··· Excerpted records

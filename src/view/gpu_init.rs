use std::sync::Arc;

use tracing::info;
use wgpu::Device;
use winit::window::Window;

/// GPU context: device, queue and the configured window surface.
pub struct GpuContext {
    pub device: Arc<Device>,
    pub queue: Arc<wgpu::Queue>,
    pub surface: wgpu::Surface<'static>,
    pub format: wgpu::TextureFormat,
    pub config: wgpu::SurfaceConfiguration,
}

async fn init_device_and_queue(adapter: &wgpu::Adapter) -> (Arc<Device>, Arc<wgpu::Queue>) {
    let adapter_limits = adapter.limits();
    let limits = wgpu::Limits::downlevel_defaults().using_resolution(adapter_limits);

    let (device, queue) = adapter
        .request_device(&wgpu::DeviceDescriptor {
            label: Some("device"),
            required_features: wgpu::Features::empty(),
            required_limits: limits,
            memory_hints: wgpu::MemoryHints::default(),
            experimental_features: wgpu::ExperimentalFeatures::default(),
            trace: wgpu::Trace::default(),
        })
        .await
        .expect("Failed to request device");

    (Arc::new(device), Arc::new(queue))
}

fn configure_surface(
    device: &Device,
    adapter: &wgpu::Adapter,
    surface: &wgpu::Surface,
    width: u32,
    height: u32,
) -> (wgpu::TextureFormat, wgpu::SurfaceConfiguration) {
    let caps = surface.get_capabilities(adapter);
    let format = caps
        .formats
        .iter()
        .copied()
        .find(|f| f.is_srgb())
        .unwrap_or(caps.formats[0]);

    let config = wgpu::SurfaceConfiguration {
        usage: wgpu::TextureUsages::RENDER_ATTACHMENT,
        format,
        width,
        height,
        present_mode: wgpu::PresentMode::Fifo,
        alpha_mode: caps.alpha_modes[0],
        view_formats: vec![],
        desired_maximum_frame_latency: 2,
    };
    surface.configure(device, &config);

    (format, config)
}

impl GpuContext {
    /// Initialize the GPU for a window surface. Initialization failure here
    /// is fatal; there is no partial state worth recovering.
    pub async fn new(window: Arc<Window>, width: u32, height: u32) -> Self {
        let instance = wgpu::Instance::new(&wgpu::InstanceDescriptor {
            backends: wgpu::Backends::all(),
            ..Default::default()
        });

        let surface = instance
            .create_surface(window)
            .expect("Failed to create surface");

        let adapter = instance
            .request_adapter(&wgpu::RequestAdapterOptions {
                power_preference: wgpu::PowerPreference::HighPerformance,
                force_fallback_adapter: false,
                compatible_surface: Some(&surface),
            })
            .await
            .expect("Failed to find adapter");

        info!("adapter: {:?}", adapter.get_info().name);

        let (device, queue) = init_device_and_queue(&adapter).await;
        let (format, config) = configure_surface(&device, &adapter, &surface, width, height);

        GpuContext {
            device,
            queue,
            surface,
            format,
            config,
        }
    }
}
pub mod camera;
pub mod clock;

pub use camera::{Camera, CAMERA_SPEED};
pub use clock::FrameClock;
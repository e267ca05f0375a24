//! Shader pair discovery and the interactive startup prompt.
//!
//! The viewer looks for `*.vert.wgsl` / `*.frag.wgsl` files in one flat
//! directory, lists the candidates per stage, and asks for an index on
//! stdin when there is more than one.

use std::io::{self, BufRead, Write};
use std::path::{Path, PathBuf};

use thiserror::Error;
use tracing::info;

pub const VERT_SUFFIX: &str = ".vert.wgsl";
pub const FRAG_SUFFIX: &str = ".frag.wgsl";

#[derive(Debug, Error)]
pub enum PickerError {
    #[error("cannot read shader directory '{path}': {source}")]
    Dir {
        path: String,
        source: io::Error,
    },

    #[error("no '*{suffix}' shader found in '{path}'")]
    Missing { suffix: &'static str, path: String },
}

/// List files in `dir` whose name ends with `suffix`, sorted for a stable
/// prompt order.
pub fn discover(dir: &Path, suffix: &str) -> Result<Vec<PathBuf>, PickerError> {
    let entries = std::fs::read_dir(dir).map_err(|source| PickerError::Dir {
        path: dir.display().to_string(),
        source,
    })?;

    let mut found: Vec<PathBuf> = entries
        .filter_map(|entry| entry.ok().map(|e| e.path()))
        .filter(|path| {
            path.file_name()
                .and_then(|n| n.to_str())
                .is_some_and(|n| n.ends_with(suffix))
        })
        .collect();
    found.sort();
    Ok(found)
}

/// Turn the raw prompt reply into a candidate index: unparsable input falls
/// back to the first entry, out-of-range input clamps to the last.
pub fn clamp_choice(input: &str, len: usize) -> usize {
    let idx = input.trim().parse::<usize>().unwrap_or(0);
    idx.min(len - 1)
}

fn choose(stage: &str, candidates: &[PathBuf]) -> PathBuf {
    println!("{stage} shaders");
    for (i, path) in candidates.iter().enumerate() {
        let name = path
            .file_name()
            .map_or_else(|| path.display().to_string(), |n| n.to_string_lossy().into_owned());
        println!("{i}: {name}");
    }

    if candidates.len() == 1 {
        println!();
        return candidates[0].clone();
    }

    print!("Shader: ");
    let _ = io::stdout().flush();
    let mut line = String::new();
    let _ = io::stdin().lock().read_line(&mut line);

    candidates[clamp_choice(&line, candidates.len())].clone()
}

/// Discover and select one vertex and one fragment shader from `dir`.
pub fn pick_pair(dir: &Path) -> Result<(PathBuf, PathBuf), PickerError> {
    let verts = discover(dir, VERT_SUFFIX)?;
    let frags = discover(dir, FRAG_SUFFIX)?;

    if verts.is_empty() {
        return Err(PickerError::Missing {
            suffix: VERT_SUFFIX,
            path: dir.display().to_string(),
        });
    }
    if frags.is_empty() {
        return Err(PickerError::Missing {
            suffix: FRAG_SUFFIX,
            path: dir.display().to_string(),
        });
    }

    let vert = choose("Vertex", &verts);
    let frag = choose("Fragment", &frags);
    info!(vert = %vert.display(), frag = %frag.display(), "shader pair selected");

    Ok((vert, frag))
}

#[cfg(test)]
mod tests {
    use super::*;
    use std::fs;
    use tempfile::TempDir;

    #[test]
    fn discover_filters_by_suffix_and_sorts() {
        let dir = TempDir::new().unwrap();
        fs::write(dir.path().join("b.vert.wgsl"), "").unwrap();
        fs::write(dir.path().join("a.vert.wgsl"), "").unwrap();
        fs::write(dir.path().join("scene.frag.wgsl"), "").unwrap();
        fs::write(dir.path().join("notes.txt"), "").unwrap();

        let verts = discover(dir.path(), VERT_SUFFIX).unwrap();
        let names: Vec<_> = verts
            .iter()
            .map(|p| p.file_name().unwrap().to_str().unwrap().to_string())
            .collect();
        assert_eq!(names, ["a.vert.wgsl", "b.vert.wgsl"]);

        let frags = discover(dir.path(), FRAG_SUFFIX).unwrap();
        assert_eq!(frags.len(), 1);
    }

    #[test]
    fn missing_stage_is_an_error() {
        let dir = TempDir::new().unwrap();
        fs::write(dir.path().join("quad.vert.wgsl"), "").unwrap();

        let err = pick_pair(dir.path()).unwrap_err();
        assert!(matches!(err, PickerError::Missing { suffix, .. } if suffix == FRAG_SUFFIX));
    }

    #[test]
    fn choice_clamps_to_candidate_range() {
        assert_eq!(clamp_choice("1", 3), 1);
        assert_eq!(clamp_choice("99", 3), 2);
        assert_eq!(clamp_choice("garbage", 3), 0);
        assert_eq!(clamp_choice("  2 \n", 3), 2);
    }
}
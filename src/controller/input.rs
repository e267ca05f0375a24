//! Platform-independent key events and the binding table that maps
//! physical winit key codes onto them.

use winit::keyboard::KeyCode;

/// Logical keys the viewer reacts to. Everything else is a no-op.
#[derive(Debug, Clone, Copy, PartialEq, Eq)]
pub enum Key {
    Forward,
    Back,
    Left,
    Right,
    Quit,
}

#[derive(Debug, Clone, Copy, PartialEq, Eq)]
pub enum KeyAction {
    Press,
    Release,
}

/// Key mapping configuration.
#[derive(Clone)]
pub struct KeyBindings {
    pub forward: KeyCode,
    pub back: KeyCode,
    pub left: KeyCode,
    pub right: KeyCode,
    pub quit: KeyCode,
}

impl Default for KeyBindings {
    fn default() -> Self {
        Self {
            forward: KeyCode::KeyW,
            back: KeyCode::KeyS,
            left: KeyCode::KeyA,
            right: KeyCode::KeyD,
            quit: KeyCode::KeyQ,
        }
    }
}

impl KeyBindings {
    /// Translate a physical key code into a logical key, if bound.
    pub fn resolve(&self, code: KeyCode) -> Option<Key> {
        if code == self.forward {
            Some(Key::Forward)
        } else if code == self.back {
            Some(Key::Back)
        } else if code == self.left {
            Some(Key::Left)
        } else if code == self.right {
            Some(Key::Right)
        } else if code == self.quit {
            Some(Key::Quit)
        } else {
            None
        }
    }
}

#[cfg(test)]
mod tests {
    use super::*;

    #[test]
    fn default_bindings_resolve_wasd_and_quit() {
        let bindings = KeyBindings::default();
        assert_eq!(bindings.resolve(KeyCode::KeyW), Some(Key::Forward));
        assert_eq!(bindings.resolve(KeyCode::KeyS), Some(Key::Back));
        assert_eq!(bindings.resolve(KeyCode::KeyA), Some(Key::Left));
        assert_eq!(bindings.resolve(KeyCode::KeyD), Some(Key::Right));
        assert_eq!(bindings.resolve(KeyCode::KeyQ), Some(Key::Quit));
        assert_eq!(bindings.resolve(KeyCode::KeyX), None);
    }
}
use std::time::Instant;

/// Monotonic frame clock. The start timestamp is captured once, when the
/// render loop is initialized; elapsed time is reported in whole
/// milliseconds, truncated, matching the scalar the shader receives.
pub struct FrameClock {
    start: Instant,
}

impl FrameClock {
    pub fn start() -> Self {
        Self {
            start: Instant::now(),
        }
    }

    /// Milliseconds since the clock started, truncated to a whole number.
    pub fn elapsed_millis(&self) -> u64 {
        self.start.elapsed().as_millis() as u64
    }
}

#[cfg(test)]
mod tests {
    use super::*;

    #[test]
    fn elapsed_is_monotonic_and_non_negative() {
        let clock = FrameClock::start();
        let a = clock.elapsed_millis();
        let b = clock.elapsed_millis();
        assert!(b >= a);
    }

    #[test]
    fn elapsed_truncates_to_whole_milliseconds() {
        let clock = FrameClock::start();
        std::thread::sleep(std::time::Duration::from_millis(2));
        assert!(clock.elapsed_millis() >= 2);
    }
}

······

- [Task requirements] Look through the entries above for the word "instance". Copy every line where it shows up.

- [Exercise output]
        let instance = wgpu::Instance::new(&wgpu::InstanceDescriptor {
        let surface = instance
        let adapter = instance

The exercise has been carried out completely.